SUPPLIED MATERIAL ▸
+ + +
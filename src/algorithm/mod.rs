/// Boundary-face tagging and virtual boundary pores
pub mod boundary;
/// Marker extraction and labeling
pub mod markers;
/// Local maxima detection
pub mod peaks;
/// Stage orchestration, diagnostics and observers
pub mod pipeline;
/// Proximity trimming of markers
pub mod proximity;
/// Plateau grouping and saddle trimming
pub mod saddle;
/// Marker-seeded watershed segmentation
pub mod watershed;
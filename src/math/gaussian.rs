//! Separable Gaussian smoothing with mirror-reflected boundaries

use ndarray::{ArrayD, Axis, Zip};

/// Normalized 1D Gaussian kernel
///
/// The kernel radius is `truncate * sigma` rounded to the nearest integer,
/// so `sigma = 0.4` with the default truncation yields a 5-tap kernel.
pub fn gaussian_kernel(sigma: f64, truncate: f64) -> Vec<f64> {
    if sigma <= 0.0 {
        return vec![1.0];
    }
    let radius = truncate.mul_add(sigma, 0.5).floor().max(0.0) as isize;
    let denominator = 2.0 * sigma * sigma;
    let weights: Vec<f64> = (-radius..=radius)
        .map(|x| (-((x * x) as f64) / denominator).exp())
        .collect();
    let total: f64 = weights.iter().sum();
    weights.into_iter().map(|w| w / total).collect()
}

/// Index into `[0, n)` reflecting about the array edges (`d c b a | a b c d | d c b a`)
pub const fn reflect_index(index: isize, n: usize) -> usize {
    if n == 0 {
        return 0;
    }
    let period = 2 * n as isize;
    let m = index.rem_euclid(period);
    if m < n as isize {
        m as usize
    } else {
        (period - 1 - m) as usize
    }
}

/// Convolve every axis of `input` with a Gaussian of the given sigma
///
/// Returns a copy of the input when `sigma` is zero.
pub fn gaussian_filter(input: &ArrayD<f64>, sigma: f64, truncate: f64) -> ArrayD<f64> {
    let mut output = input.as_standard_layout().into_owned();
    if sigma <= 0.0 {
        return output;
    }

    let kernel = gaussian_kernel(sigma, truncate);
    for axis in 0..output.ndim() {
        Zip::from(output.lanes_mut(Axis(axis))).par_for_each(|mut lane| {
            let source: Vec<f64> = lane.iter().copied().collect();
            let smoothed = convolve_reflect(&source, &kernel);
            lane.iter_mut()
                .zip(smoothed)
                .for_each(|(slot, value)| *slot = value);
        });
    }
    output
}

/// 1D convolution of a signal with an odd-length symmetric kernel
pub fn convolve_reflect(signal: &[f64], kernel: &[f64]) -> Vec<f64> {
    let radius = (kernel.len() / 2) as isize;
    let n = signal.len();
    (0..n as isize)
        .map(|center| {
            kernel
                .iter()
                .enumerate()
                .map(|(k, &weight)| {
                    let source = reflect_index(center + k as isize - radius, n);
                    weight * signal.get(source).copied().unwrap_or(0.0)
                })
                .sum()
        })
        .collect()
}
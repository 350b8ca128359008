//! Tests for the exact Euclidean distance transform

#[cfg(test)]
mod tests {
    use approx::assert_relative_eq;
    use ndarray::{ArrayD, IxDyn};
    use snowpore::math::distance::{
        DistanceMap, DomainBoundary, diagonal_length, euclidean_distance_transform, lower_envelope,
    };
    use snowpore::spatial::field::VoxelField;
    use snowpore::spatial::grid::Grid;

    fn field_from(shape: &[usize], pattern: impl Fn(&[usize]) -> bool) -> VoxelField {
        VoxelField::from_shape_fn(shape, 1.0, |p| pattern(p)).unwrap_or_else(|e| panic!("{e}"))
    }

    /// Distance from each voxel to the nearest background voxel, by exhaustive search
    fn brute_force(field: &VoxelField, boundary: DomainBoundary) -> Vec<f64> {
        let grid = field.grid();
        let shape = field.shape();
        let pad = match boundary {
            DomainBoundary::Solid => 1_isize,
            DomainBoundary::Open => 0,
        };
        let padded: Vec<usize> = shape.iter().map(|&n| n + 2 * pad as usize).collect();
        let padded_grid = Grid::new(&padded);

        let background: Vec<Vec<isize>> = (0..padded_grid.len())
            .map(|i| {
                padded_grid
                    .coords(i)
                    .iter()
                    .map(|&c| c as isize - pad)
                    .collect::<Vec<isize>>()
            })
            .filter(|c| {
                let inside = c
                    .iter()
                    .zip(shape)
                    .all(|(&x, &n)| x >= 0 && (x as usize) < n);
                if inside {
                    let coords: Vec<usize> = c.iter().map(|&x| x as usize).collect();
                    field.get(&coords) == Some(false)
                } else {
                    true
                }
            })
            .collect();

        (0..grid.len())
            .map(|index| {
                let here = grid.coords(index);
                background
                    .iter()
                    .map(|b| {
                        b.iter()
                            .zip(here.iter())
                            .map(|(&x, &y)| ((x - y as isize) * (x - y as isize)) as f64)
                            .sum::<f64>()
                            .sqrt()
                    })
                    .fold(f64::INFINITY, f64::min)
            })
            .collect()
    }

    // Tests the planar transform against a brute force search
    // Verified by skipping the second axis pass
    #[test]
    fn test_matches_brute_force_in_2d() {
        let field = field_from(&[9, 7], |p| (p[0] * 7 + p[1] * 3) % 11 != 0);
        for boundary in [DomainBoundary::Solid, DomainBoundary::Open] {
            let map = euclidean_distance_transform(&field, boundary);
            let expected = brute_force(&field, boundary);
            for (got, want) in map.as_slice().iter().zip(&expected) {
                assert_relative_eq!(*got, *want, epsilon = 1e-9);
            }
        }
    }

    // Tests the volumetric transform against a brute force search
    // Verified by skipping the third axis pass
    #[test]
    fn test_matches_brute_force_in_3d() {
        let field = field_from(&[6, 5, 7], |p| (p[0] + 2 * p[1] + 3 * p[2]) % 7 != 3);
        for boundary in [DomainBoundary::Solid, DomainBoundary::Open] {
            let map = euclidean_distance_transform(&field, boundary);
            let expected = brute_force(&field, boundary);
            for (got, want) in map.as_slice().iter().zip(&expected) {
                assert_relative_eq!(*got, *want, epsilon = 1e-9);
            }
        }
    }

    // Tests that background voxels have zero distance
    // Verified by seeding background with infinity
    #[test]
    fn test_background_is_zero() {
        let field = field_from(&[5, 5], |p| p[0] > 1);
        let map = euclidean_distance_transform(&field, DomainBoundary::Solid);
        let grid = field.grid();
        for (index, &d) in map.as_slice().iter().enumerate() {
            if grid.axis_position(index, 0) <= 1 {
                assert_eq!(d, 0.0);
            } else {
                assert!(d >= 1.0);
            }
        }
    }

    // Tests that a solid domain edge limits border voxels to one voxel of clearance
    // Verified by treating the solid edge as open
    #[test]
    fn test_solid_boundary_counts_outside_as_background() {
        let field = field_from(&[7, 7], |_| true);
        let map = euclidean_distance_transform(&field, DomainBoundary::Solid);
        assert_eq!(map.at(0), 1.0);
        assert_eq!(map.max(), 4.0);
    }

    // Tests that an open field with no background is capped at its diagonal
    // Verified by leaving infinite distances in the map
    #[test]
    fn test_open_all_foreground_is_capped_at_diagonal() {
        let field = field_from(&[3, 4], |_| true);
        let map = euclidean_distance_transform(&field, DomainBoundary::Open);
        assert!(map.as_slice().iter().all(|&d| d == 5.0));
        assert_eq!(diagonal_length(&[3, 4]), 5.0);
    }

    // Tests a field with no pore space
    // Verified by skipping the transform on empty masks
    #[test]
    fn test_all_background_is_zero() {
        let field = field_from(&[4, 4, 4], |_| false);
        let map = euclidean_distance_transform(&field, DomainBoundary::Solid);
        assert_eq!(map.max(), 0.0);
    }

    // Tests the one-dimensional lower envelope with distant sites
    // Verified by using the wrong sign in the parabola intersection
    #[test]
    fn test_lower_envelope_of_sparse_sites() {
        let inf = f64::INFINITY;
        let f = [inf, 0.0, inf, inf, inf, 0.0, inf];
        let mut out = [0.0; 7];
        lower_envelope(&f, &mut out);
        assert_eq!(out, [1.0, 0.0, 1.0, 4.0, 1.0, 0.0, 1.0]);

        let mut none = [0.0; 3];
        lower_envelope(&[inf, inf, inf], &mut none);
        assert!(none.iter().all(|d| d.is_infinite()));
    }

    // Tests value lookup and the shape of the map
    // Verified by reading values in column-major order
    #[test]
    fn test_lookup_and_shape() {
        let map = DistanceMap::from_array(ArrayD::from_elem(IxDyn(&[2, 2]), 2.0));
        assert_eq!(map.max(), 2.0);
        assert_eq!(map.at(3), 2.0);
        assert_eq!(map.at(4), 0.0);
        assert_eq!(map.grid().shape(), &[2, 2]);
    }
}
+ + +
WORK REQUEST ▸
In the listing above, the lines from the one containing "let here = grid.coords(index);" through the one containing "have zero distance" must be set down exactly, with no other lines.

YOUR SOLUTION ▸
                let here = grid.coords(index);
                background
                    .iter()
                    .map(|b| {
                        b.iter()
                            .zip(here.iter())
                            .map(|(&x, &y)| ((x - y as isize) * (x - y as isize)) as f64)
                            .sum::<f64>()
                            .sqrt()
                    })
                    .fold(f64::INFINITY, f64::min)
            })
            .collect()
    }

    // Tests the planar transform against a brute force search
    // Verified by skipping the second axis pass
    #[test]
    fn test_matches_brute_force_in_2d() {
        let field = field_from(&[9, 7], |p| (p[0] * 7 + p[1] * 3) % 11 != 0);
        for boundary in [DomainBoundary::Solid, DomainBoundary::Open] {
            let map = euclidean_distance_transform(&field, boundary);
            let expected = brute_force(&field, boundary);
            for (got, want) in map.as_slice().iter().zip(&expected) {
                assert_relative_eq!(*got, *want, epsilon = 1e-9);
            }
        }
    }

    // Tests the volumetric transform against a brute force search
    // Verified by skipping the third axis pass
    #[test]
    fn test_matches_brute_force_in_3d() {
        let field = field_from(&[6, 5, 7], |p| (p[0] + 2 * p[1] + 3 * p[2]) % 7 != 3);
        for boundary in [DomainBoundary::Solid, DomainBoundary::Open] {
            let map = euclidean_distance_transform(&field, boundary);
            let expected = brute_force(&field, boundary);
            for (got, want) in map.as_slice().iter().zip(&expected) {
                assert_relative_eq!(*got, *want, epsilon = 1e-9);
            }
        }
    }

    // Tests that background voxels have zero distance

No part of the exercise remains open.